Ein Mann, den Anton auf Anhieb erkannte, kam in Begleitung eines jungen, uniformierten Polizisten den Hang herunter. Es war derselbe Polizist, der Anton vor wenigen Minuten vor dem Haus über die wichtigsten Punkte informiert hatte. Der andere trug eine braune Anzughose mit farblich passender Jacke. Es war die gleiche Montur, die er während seines einjährigen Einsatzes bei der Kriminalpolizei getragen hatte, weshalb ihn Anton und später dann alle anderen in der Ermittlungsabteilung nur noch Brownie genannt hatten. Polizeikommissar Ole Kval. Ein weißes Hemd umspannte seinen Bauch, der sich über den Gürtel wölbte. Sein Haar hatte sich gelichtet, die Geheimratsecken waren größer geworden, graue Haare waren dem abgespannten Polizeikommissar jedoch bislang erspart geblieben.
«Guten Tag, Anton», sagte Ole Kval und schüttelte seinem alten Kollegen die Hand, «schön, dass sie dich geschickt haben.»
«Die Freude ist ganz meinerseits», erwiderte Anton lächelnd. Er musterte die Tränensäcke unter Kvals Augen. Seit ihrer letzten Begegnung vor zwei Jahren waren sie noch größer geworden. Dafür war er um den Bauch herum schlanker. «Hast du abgenommen?» Anton gab ihm einen leichten Klaps auf die Wampe.
Kval nickte stolz. «Sechzehn Kilo.» Er schob sich eine Zigarette zwischen die Lippen und zündete sie an. «Ging allerdings zu Lasten eines anderen Lasters.» Er betrachtete die Zigarette. «Am Wochenende bin ich eingeknickt.» Er schmunzelte. «Aber an irgendwas muss man ja sterben.»
Anton war beeindruckt. «Dann fehlen dir jetzt nur noch sechzehn, oder?» Er grinste.

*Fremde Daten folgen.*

use std::path::{Path, PathBuf};
use tracing::{info, warn};

use super::walker::walk;
use crate::config::SearchConfig;
use crate::errors::SearchResult;
use crate::report::{root_name, write_report, ReportBuilder};
use crate::results::ResultSet;

/// Default report file, relative to the working directory
pub const DEFAULT_OUTPUT: &str = "search_results.md";

/// Outcome of a completed run
#[derive(Debug, Clone)]
pub struct RunSummary {
    /// Where the report was written
    pub output: PathBuf,
    /// Everything that matched
    pub results: ResultSet,
}

/// Searches the tree under `root` and returns all matches
pub fn search_in(root: &Path, config: &SearchConfig) -> SearchResult<ResultSet> {
    config.validate()?;
    info!(
        "Starting search in {} with targets: {:?}",
        root.display(),
        config.target_strings
    );
    if config.include_extensions.is_empty() {
        warn!("No include extensions configured, no file will be scanned");
    }

    let mut results = ResultSet::new();
    walk(root, config, &mut results)?;

    info!(
        "Search complete. Found {} matches in {} files ({} directories visited, {} files skipped)",
        results.total_matches(),
        results.files_searched,
        results.dirs_visited,
        results.files_skipped
    );
    Ok(results)
}

/// Searches `root` and writes the Markdown report to `output`
pub fn run_in(root: &Path, config: &SearchConfig, output: &Path) -> SearchResult<RunSummary> {
    let results = search_in(root, config)?;
    let report = ReportBuilder::new(config).build(&root_name(root), &results);
    write_report(output, &report)?;
    info!("Report written to {}", output.display());

    Ok(RunSummary {
        output: output.to_path_buf(),
        results,
    })
}

/// Searches the current working directory and writes the report to `output`
pub fn run(config: &SearchConfig, output: &Path) -> SearchResult<RunSummary> {
    let root = std::env::current_dir()?;
    run_in(&root, config, output)
}
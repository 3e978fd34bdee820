//! Name-based filters applied during traversal.
//!
//! All checks look at the entry's own name only, never at its full path, so an
//! excluded directory name is pruned at whatever depth it appears.
use std::path::Path;

use crate::config::SearchConfig;

/// Why a file was not scanned
#[derive(Debug, Clone, Copy, PartialEq, Eq)]
pub enum SkipReason {
    Hidden,
    ExcludedName,
    Extension,
}

/// Returns the final path component as a string, if it is valid UTF-8
fn file_name(path: &Path) -> Option<&str> {
    path.file_name().and_then(|name| name.to_str())
}

/// Check if a name is hidden (starts with '.')
pub fn is_hidden(path: &Path) -> bool {
    file_name(path)
        .map(|name| name.starts_with('.'))
        .unwrap_or(false)
}

/// The extension including its leading dot, or an empty string when there is none.
///
/// `x.ts` gives `.ts`, `a.b.ts` gives `.ts`, `Makefile` gives an empty string
/// and `file.` gives `.`.
pub fn dotted_extension(path: &Path) -> String {
    match path.extension().and_then(|ext| ext.to_str()) {
        Some(ext) => format!(".{}", ext),
        None => String::new(),
    }
}

/// Checks if a file's extension is one of the included extensions (case sensitive)
pub fn has_included_extension(path: &Path, extensions: &[String]) -> bool {
    let ext = dotted_extension(path);
    !ext.is_empty() && extensions.iter().any(|e| *e == ext)
}

/// Checks if a directory must not be descended into
pub fn is_excluded_dir(path: &Path, exclude_dirs: &[String]) -> bool {
    file_name(path)
        .map(|name| exclude_dirs.iter().any(|d| d == name))
        .unwrap_or(false)
}

/// Checks if a file name is on the exclude list
pub fn is_excluded_file(path: &Path, exclude_files: &[String]) -> bool {
    file_name(path)
        .map(|name| exclude_files.iter().any(|f| f == name))
        .unwrap_or(false)
}

/// Decides whether a file is scanned, returning the reason when it is not
pub fn check_file(path: &Path, config: &SearchConfig) -> Result<(), SkipReason> {
    if is_excluded_file(path, &config.exclude_files) {
        return Err(SkipReason::ExcludedName);
    }
    if is_hidden(path) {
        return Err(SkipReason::Hidden);
    }
    if !has_included_extension(path, &config.include_extensions) {
        return Err(SkipReason::Extension);
    }
    Ok(())
}
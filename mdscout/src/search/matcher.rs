use std::borrow::Cow;
use std::path::{Component, Path};
use tracing::{trace, warn};

use crate::config::{EncodingMode, SearchConfig};
use crate::errors::{SearchError, SearchResult};
use crate::results::{Match, ResultSet, ROOT_FOLDER};

/// Case-sensitive literal containment over an ordered list of targets
#[derive(Debug, Clone)]
pub struct LiteralMatcher {
    targets: Vec<String>,
}

impl LiteralMatcher {
    /// Creates a matcher for the given target strings
    pub fn new(targets: Vec<String>) -> Self {
        Self { targets }
    }

    /// Indices of the targets contained in `line`, in target order.
    ///
    /// A target occurring several times in the line is reported once.
    pub fn matching_targets<'a>(&'a self, line: &'a str) -> impl Iterator<Item = usize> + 'a {
        self.targets
            .iter()
            .enumerate()
            .filter(move |(_, target)| line.contains(target.as_str()))
            .map(|(index, _)| index)
    }
}

/// Decodes file bytes according to the encoding mode
fn decode_bytes(bytes: Vec<u8>, path: &Path, encoding_mode: EncodingMode) -> SearchResult<String> {
    match encoding_mode {
        EncodingMode::FailFast => {
            String::from_utf8(bytes).map_err(|e| SearchError::encoding_error(path, e))
        }
        EncodingMode::Lossy => {
            let cow = String::from_utf8_lossy(&bytes);
            // Owned means at least one invalid sequence was replaced
            if let Cow::Owned(_) = cow {
                warn!("Invalid UTF-8 replaced in file: {}", path.display());
            }
            Ok(cow.into_owned())
        }
    }
}

/// Splits a path relative to the root into (folder, relative path).
///
/// The folder is the first component, or [`ROOT_FOLDER`] for a file that sits
/// directly in the root.
fn attribute(path: &Path, root: &Path) -> (String, String) {
    let relative = path.strip_prefix(root).unwrap_or(path);
    let mut components = relative
        .components()
        .filter(|c| matches!(c, Component::Normal(_)));
    let first = components.next();
    let folder = match (first, components.next()) {
        (Some(first), Some(_)) => first.as_os_str().to_string_lossy().into_owned(),
        _ => ROOT_FOLDER.to_string(),
    };
    (folder, relative.to_string_lossy().into_owned())
}

/// Trims whitespace around a line, including a byte order mark
fn trim_line(line: &str) -> &str {
    line.trim_matches(|c: char| c.is_whitespace() || c == '\u{feff}')
}

/// Reads single files and records their matching lines
#[derive(Debug)]
pub struct FileMatcher<'a> {
    root: &'a Path,
    matcher: LiteralMatcher,
    encoding_mode: EncodingMode,
}

impl<'a> FileMatcher<'a> {
    /// Creates a FileMatcher for files under `root`
    pub fn new(root: &'a Path, config: &SearchConfig) -> Self {
        Self {
            root,
            matcher: LiteralMatcher::new(config.target_strings.clone()),
            encoding_mode: config.encoding_mode,
        }
    }

    /// Scans one file, appending a match per (line, target) pair to `results`.
    ///
    /// Lines are split on `\n` only. Returns the number of matches added.
    pub fn process_file(&self, path: &Path, results: &mut ResultSet) -> SearchResult<usize> {
        trace!("Scanning file: {}", path.display());

        let bytes = std::fs::read(path).map_err(|e| SearchError::file_read(path, e))?;
        let contents = decode_bytes(bytes, path, self.encoding_mode)?;

        let (folder, relative_path) = attribute(path, self.root);
        let file = path
            .file_name()
            .map(|name| name.to_string_lossy().into_owned())
            .unwrap_or_default();

        let mut added = 0;
        for (index, line) in contents.split('\n').enumerate() {
            for target_index in self.matcher.matching_targets(line) {
                results.push(
                    target_index,
                    Match {
                        folder: folder.clone(),
                        file: file.clone(),
                        relative_path: relative_path.clone(),
                        line_number: index + 1,
                        content: trim_line(line).to_string(),
                    },
                );
                added += 1;
            }
        }

        results.files_searched += 1;
        Ok(added)
    }
}
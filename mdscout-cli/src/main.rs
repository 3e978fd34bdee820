use clap::Parser;
use colored::Colorize;
use mdscout::{
    config::{CliOverrides, EncodingMode, SearchConfig},
    search::{self, DEFAULT_OUTPUT},
    SearchError,
};
use std::path::PathBuf;
use tracing_subscriber::EnvFilter;

type Result<T> = std::result::Result<T, SearchError>;

/// Search the current directory for literal strings and write a Markdown report
#[derive(Parser, Debug)]
#[command(author, version, about, long_about = None)]
struct Cli {
    /// String to search for (can be specified multiple times, order is kept)
    #[arg(short = 't', long = "target")]
    targets: Vec<String>,

    /// File extensions to scan (e.g. .ts,.tsx or ts,tsx)
    #[arg(short = 'e', long)]
    extensions: Option<String>,

    /// Directory name to skip at any depth (can be specified multiple times)
    #[arg(short = 'x', long = "exclude-dir")]
    exclude_dirs: Vec<String>,

    /// File name to skip (can be specified multiple times)
    #[arg(long = "exclude-file")]
    exclude_files: Vec<String>,

    /// Report file to write
    #[arg(short, long, default_value = DEFAULT_OUTPUT)]
    output: PathBuf,

    /// Additional YAML configuration file
    #[arg(short, long)]
    config: Option<PathBuf>,

    /// How to handle invalid UTF-8 sequences (failfast|lossy) [default: failfast]
    #[arg(long)]
    encoding: Option<EncodingMode>,

    /// Log level (trace, debug, info, warn, error) [default: warn]
    #[arg(long)]
    log_level: Option<String>,
}

impl Cli {
    fn overrides(&self) -> CliOverrides {
        let extensions = self
            .extensions
            .as_deref()
            .map(|e| e.split(',').map(|s| s.trim().to_string()).collect())
            .unwrap_or_default();

        CliOverrides {
            target_strings: self.targets.clone(),
            include_extensions: extensions,
            exclude_dirs: self.exclude_dirs.clone(),
            exclude_files: self.exclude_files.clone(),
            encoding_mode: self.encoding,
            log_level: self.log_level.clone(),
        }
    }
}

fn init_tracing(level: &str) {
    let filter = EnvFilter::try_from_default_env().unwrap_or_else(|_| EnvFilter::new(level));
    tracing_subscriber::fmt()
        .with_env_filter(filter)
        .with_writer(std::io::stderr)
        .init();
}

fn main() -> Result<()> {
    run()
}

fn run() -> Result<()> {
    let cli = Cli::parse();

    let config = SearchConfig::load_from(cli.config.as_deref())?.merge_with_cli(cli.overrides());
    init_tracing(&config.log_level);
    config.validate()?;

    let root = std::env::current_dir()?;
    println!("🔍 Searching in: {}", root.display());
    println!("🔎 Target strings: {:?}", config.target_strings);
    println!("📝 Output file: {}", cli.output.display().to_string().bold());

    let summary = search::run(&config, &cli.output)?;

    println!(
        "{}",
        format!("✅ 결과가 '{}'에 저장되었습니다.", summary.output.display()).green()
    );
    Ok(())
}
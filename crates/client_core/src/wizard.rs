//! The six-step DAO creation flow as an explicit state machine with
//! per-step guards, decoupled from any rendering concern.

use std::sync::Arc;

use shared::{
    domain::{Agreement, DocumentFile, MilestoneDraft, Participant},
    error::{ApiError, ApiResult},
};
use storage::ScratchStore;
use tracing::warn;

use crate::{
    orchestrator::{
        AgreementOrchestrator, CompletedDaoAgreement, DaoAgreementRequest,
        DEFAULT_VOTING_THRESHOLD,
    },
    scratch_keys,
};

#[derive(Debug, Clone, Copy, PartialEq, Eq, PartialOrd, Ord)]
pub enum WizardStep {
    Name,
    Participants,
    Documents,
    Funding,
    Milestones,
    Review,
}

impl WizardStep {
    pub fn number(self) -> u8 {
        match self {
            Self::Name => 1,
            Self::Participants => 2,
            Self::Documents => 3,
            Self::Funding => 4,
            Self::Milestones => 5,
            Self::Review => 6,
        }
    }

    fn forward(self) -> Option<Self> {
        match self {
            Self::Name => Some(Self::Participants),
            Self::Participants => Some(Self::Documents),
            Self::Documents => Some(Self::Funding),
            Self::Funding => Some(Self::Milestones),
            Self::Milestones => Some(Self::Review),
            Self::Review => None,
        }
    }

    fn backward(self) -> Option<Self> {
        match self {
            Self::Name => None,
            Self::Participants => Some(Self::Name),
            Self::Documents => Some(Self::Participants),
            Self::Funding => Some(Self::Documents),
            Self::Milestones => Some(Self::Funding),
            Self::Review => Some(Self::Milestones),
        }
    }
}

/// Local edits accumulated across the wizard steps. Nothing here touches
/// the backend until step 1 creation and step 6 submission.
#[derive(Debug, Clone)]
pub struct WizardDraft {
    pub name: String,
    pub participants: Vec<Participant>,
    pub documents: Vec<DocumentFile>,
    pub funding: String,
    pub milestones: Vec<MilestoneDraft>,
    pub voting_threshold: u8,
}

impl Default for WizardDraft {
    fn default() -> Self {
        Self {
            name: String::new(),
            participants: Vec::new(),
            documents: Vec::new(),
            funding: String::new(),
            milestones: Vec::new(),
            voting_threshold: DEFAULT_VOTING_THRESHOLD,
        }
    }
}

pub struct DaoWizard {
    orchestrator: Arc<AgreementOrchestrator>,
    scratch: Arc<dyn ScratchStore>,
    step: WizardStep,
    context_created: bool,
    completed: bool,
    pub draft: WizardDraft,
}

impl DaoWizard {
    pub fn new(orchestrator: Arc<AgreementOrchestrator>, scratch: Arc<dyn ScratchStore>) -> Self {
        Self {
            orchestrator,
            scratch,
            step: WizardStep::Name,
            context_created: false,
            completed: false,
            draft: WizardDraft::default(),
        }
    }

    pub fn step(&self) -> WizardStep {
        self.step
    }

    pub fn context_created(&self) -> bool {
        self.context_created
    }

    pub fn is_completed(&self) -> bool {
        self.completed
    }

    /// Appends a participant unless one with the same identity is already
    /// listed. The creator is implicit and never appears here.
    pub fn add_participant(&mut self, participant: Participant) -> bool {
        if self
            .draft
            .participants
            .iter()
            .any(|existing| existing.user_id == participant.user_id)
        {
            return false;
        }
        self.draft.participants.push(participant);
        true
    }

    /// Guard predicate of the current step.
    pub fn can_advance(&self) -> bool {
        match self.step {
            WizardStep::Name => !self.draft.name.trim().is_empty(),
            // Participants and documents are optional; review adds nothing.
            WizardStep::Participants | WizardStep::Documents | WizardStep::Review => true,
            WizardStep::Funding => parse_funding(&self.draft.funding).is_some(),
            WizardStep::Milestones => self.milestones_fit_funding(),
        }
    }

    fn milestones_fit_funding(&self) -> bool {
        if self.draft.milestones.is_empty() {
            return false;
        }
        let Some(funding) = parse_funding(&self.draft.funding) else {
            return false;
        };
        let total: f64 = self
            .draft
            .milestones
            .iter()
            .map(|draft| draft.amount.trim().parse::<f64>().unwrap_or(0.0))
            .sum();
        total <= funding
    }

    /// Attempts to advance one step. Returns `Ok(false)` when the current
    /// step's guard refuses the transition; only the step-1 side effect can
    /// produce an error. Re-entering step 1 after a successful creation
    /// advances without re-running the side effect.
    pub async fn next(&mut self) -> ApiResult<bool> {
        if self.completed || !self.can_advance() {
            return Ok(false);
        }
        let Some(next) = self.step.forward() else {
            // Review only moves forward through `submit`.
            return Ok(false);
        };

        if self.step == WizardStep::Name && !self.context_created {
            let agreement = self
                .orchestrator
                .create_dao_agreement_context(self.draft.name.trim())
                .await?;
            self.context_created = true;
            self.persist_temp_context(&agreement).await;
        }

        self.step = next;
        Ok(true)
    }

    pub fn prev(&mut self) -> bool {
        if self.completed {
            return false;
        }
        match self.step.backward() {
            Some(step) => {
                self.step = step;
                true
            }
            None => false,
        }
    }

    /// Runs the terminal submission from the review step. On success the
    /// workflow leaves the numbered steps for good.
    pub async fn submit(&mut self) -> ApiResult<CompletedDaoAgreement> {
        if self.completed {
            return Err(ApiError::validation("wizard already submitted"));
        }
        if self.step != WizardStep::Review {
            return Err(ApiError::validation(
                "submission is only available from the review step",
            ));
        }

        let request = DaoAgreementRequest {
            name: self.draft.name.trim().to_string(),
            participant_ids: self
                .draft
                .participants
                .iter()
                .map(|participant| participant.user_id.clone())
                .collect(),
            milestones: self.draft.milestones.clone(),
            total_funding: parse_funding(&self.draft.funding).unwrap_or(0.0),
            voting_threshold: self.draft.voting_threshold,
            documents: self.draft.documents.clone(),
        };

        let completed = self
            .orchestrator
            .create_complete_dao_agreement(request)
            .await?;
        self.completed = true;
        self.clear_temp_context().await;
        Ok(completed)
    }

    /// Discards the draft and any step-1 bookkeeping.
    pub async fn reset(&mut self) {
        self.step = WizardStep::Name;
        self.context_created = false;
        self.completed = false;
        self.draft = WizardDraft::default();
        self.clear_temp_context().await;
    }

    async fn persist_temp_context(&self, agreement: &Agreement) {
        for (key, value) in [
            (
                scratch_keys::TEMP_DAO_CONTEXT_ID,
                agreement.context_id.as_str(),
            ),
            (
                scratch_keys::TEMP_DAO_CONTEXT_USER_ID,
                agreement.member_public_key.as_str(),
            ),
            (scratch_keys::TEMP_DAO_AGREEMENT_NAME, agreement.name.as_str()),
        ] {
            if let Err(err) = self.scratch.set(key, value).await {
                warn!(key, error = %err, "failed to persist wizard scratch entry");
            }
        }
    }

    async fn clear_temp_context(&self) {
        for key in [
            scratch_keys::TEMP_DAO_CONTEXT_ID,
            scratch_keys::TEMP_DAO_CONTEXT_USER_ID,
            scratch_keys::TEMP_DAO_AGREEMENT_NAME,
        ] {
            if let Err(err) = self.scratch.remove(key).await {
                warn!(key, error = %err, "failed to clear wizard scratch entry");
            }
        }
    }
}

/// Funding amounts must parse as a number greater than zero.
pub fn parse_funding(raw: &str) -> Option<f64> {
    raw.trim()
        .parse::<f64>()
        .ok()
        .filter(|value| *value > 0.0)
}

#[cfg(test)]
#[path = "tests/wizard_tests.rs"]
mod tests;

«Na ja, die Hälfte vielleicht. Noch acht, dann wäre ich schon zufrieden. Das Beste an der ganzen Sache ist, dass ich nur noch esse, was mir am meisten schmeckt.»
Ole Kval erläuterte ausführlich, wie eine Low-Carb-Diät funktionierte. Dass er Fett, Fleisch und Fisch in rauen Mengen essen konnte und die Kilos trotzdem purzelten.